What needs to be done: Write out each line of the entries exactly, starting at the first and finishing with the line that contains "use crate::constructor::ConstructorAction;".

Saved data entries:

****

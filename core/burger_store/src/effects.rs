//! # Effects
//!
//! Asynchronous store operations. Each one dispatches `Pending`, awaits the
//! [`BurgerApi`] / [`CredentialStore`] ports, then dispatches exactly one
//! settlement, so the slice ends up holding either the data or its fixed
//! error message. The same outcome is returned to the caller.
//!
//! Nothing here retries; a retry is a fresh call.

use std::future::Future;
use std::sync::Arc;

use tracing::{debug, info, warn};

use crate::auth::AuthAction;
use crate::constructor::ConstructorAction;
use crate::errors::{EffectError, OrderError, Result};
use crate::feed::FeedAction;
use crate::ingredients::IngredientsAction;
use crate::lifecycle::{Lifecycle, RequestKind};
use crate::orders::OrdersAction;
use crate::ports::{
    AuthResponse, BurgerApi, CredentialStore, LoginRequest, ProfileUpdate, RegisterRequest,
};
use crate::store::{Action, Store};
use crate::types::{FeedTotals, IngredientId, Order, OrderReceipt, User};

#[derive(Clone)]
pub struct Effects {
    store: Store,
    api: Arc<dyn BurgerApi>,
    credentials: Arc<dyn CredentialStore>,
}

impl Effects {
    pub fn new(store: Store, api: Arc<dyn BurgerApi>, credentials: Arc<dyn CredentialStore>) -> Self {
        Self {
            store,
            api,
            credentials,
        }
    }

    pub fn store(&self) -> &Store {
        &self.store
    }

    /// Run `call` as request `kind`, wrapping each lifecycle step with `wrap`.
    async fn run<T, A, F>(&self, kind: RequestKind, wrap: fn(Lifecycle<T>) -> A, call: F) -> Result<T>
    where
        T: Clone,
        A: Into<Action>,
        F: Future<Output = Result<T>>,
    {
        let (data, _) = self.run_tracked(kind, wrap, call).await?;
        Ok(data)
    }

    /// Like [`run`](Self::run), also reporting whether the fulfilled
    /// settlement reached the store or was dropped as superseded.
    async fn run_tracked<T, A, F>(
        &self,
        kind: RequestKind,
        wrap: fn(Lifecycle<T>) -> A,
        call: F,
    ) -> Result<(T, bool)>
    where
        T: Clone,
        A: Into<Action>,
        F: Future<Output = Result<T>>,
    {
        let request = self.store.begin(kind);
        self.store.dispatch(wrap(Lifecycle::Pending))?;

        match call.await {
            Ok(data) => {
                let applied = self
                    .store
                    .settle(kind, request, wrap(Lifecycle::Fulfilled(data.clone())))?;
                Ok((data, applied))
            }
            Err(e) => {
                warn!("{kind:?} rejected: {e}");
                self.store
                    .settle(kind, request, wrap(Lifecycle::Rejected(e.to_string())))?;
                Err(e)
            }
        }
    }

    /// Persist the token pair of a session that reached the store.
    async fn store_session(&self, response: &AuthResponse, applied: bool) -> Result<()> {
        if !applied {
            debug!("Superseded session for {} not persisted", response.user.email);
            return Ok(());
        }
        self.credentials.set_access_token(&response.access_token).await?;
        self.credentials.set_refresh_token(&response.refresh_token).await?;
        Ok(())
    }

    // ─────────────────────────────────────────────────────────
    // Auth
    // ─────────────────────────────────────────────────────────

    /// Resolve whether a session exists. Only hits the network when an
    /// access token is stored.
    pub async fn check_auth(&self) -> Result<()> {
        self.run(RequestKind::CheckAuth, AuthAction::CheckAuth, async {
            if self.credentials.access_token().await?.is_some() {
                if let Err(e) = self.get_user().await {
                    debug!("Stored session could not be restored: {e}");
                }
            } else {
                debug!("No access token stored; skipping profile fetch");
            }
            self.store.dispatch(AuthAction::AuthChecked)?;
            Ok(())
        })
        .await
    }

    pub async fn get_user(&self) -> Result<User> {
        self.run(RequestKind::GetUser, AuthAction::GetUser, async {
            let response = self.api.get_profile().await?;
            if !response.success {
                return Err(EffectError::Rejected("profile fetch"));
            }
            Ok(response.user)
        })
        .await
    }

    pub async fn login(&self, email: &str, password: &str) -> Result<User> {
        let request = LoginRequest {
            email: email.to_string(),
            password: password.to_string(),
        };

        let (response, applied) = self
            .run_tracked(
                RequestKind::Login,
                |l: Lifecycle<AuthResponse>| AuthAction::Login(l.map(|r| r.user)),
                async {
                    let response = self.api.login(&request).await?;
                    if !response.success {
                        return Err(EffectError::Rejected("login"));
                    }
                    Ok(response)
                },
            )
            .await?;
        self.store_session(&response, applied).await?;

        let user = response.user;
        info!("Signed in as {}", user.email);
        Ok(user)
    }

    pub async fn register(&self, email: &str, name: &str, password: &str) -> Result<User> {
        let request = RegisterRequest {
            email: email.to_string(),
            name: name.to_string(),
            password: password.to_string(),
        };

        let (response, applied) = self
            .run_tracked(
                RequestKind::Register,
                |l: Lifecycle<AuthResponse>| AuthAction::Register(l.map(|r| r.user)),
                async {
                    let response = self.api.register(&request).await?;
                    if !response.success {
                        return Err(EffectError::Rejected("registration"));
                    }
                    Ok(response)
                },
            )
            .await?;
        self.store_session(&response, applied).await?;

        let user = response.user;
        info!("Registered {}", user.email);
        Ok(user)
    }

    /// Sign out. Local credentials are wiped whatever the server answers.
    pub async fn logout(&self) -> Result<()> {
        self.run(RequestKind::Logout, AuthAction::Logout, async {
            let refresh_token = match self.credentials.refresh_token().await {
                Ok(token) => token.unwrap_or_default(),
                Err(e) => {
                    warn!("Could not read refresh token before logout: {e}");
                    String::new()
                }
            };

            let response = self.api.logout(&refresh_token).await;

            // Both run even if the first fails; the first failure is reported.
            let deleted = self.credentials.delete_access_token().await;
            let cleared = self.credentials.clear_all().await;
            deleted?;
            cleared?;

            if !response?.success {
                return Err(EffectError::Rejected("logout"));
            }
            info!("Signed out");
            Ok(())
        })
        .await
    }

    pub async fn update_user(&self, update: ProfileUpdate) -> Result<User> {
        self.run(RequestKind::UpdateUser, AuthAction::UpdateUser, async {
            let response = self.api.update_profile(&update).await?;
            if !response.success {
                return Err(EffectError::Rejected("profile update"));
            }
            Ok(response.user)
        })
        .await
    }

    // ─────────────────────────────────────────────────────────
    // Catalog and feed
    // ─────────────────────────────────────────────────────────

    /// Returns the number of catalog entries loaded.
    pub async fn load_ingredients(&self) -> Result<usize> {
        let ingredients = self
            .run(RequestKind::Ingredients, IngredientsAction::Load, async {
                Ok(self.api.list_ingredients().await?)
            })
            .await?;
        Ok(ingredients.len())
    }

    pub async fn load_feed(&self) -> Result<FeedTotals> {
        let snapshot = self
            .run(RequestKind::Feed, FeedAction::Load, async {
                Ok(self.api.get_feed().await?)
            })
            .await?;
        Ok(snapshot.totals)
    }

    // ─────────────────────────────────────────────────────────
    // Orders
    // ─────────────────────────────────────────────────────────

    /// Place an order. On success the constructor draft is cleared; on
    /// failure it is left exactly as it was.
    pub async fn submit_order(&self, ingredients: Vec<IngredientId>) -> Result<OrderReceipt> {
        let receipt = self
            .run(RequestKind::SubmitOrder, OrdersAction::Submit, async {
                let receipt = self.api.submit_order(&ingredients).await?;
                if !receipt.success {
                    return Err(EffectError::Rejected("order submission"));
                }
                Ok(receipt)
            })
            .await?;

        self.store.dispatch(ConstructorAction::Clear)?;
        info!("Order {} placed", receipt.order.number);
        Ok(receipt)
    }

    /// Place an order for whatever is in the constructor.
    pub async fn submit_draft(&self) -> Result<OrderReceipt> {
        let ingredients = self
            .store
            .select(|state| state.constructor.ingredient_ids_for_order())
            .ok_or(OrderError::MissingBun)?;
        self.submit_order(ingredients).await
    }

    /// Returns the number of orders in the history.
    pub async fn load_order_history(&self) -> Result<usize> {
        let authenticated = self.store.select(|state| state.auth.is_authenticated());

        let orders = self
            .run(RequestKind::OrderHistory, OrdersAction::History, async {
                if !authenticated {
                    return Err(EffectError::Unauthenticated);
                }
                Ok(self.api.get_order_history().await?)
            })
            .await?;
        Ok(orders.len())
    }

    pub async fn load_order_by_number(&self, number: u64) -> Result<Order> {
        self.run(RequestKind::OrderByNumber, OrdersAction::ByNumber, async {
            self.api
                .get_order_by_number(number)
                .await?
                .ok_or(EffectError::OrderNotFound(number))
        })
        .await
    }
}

****

Your response:
filename core/burger_store/src/effects.rs
//! # Effects
//!
//! Asynchronous store operations. Each one dispatches `Pending`, awaits the
//! [`BurgerApi`] / [`CredentialStore`] ports, then dispatches exactly one
//! settlement, so the slice ends up holding either the data or its fixed
//! error message. The same outcome is returned to the caller.
//!
//! Nothing here retries; a retry is a fresh call.

use std::future::Future;
use std::sync::Arc;

use tracing::{debug, info, warn};

use crate::auth::AuthAction;
use crate::constructor::ConstructorAction;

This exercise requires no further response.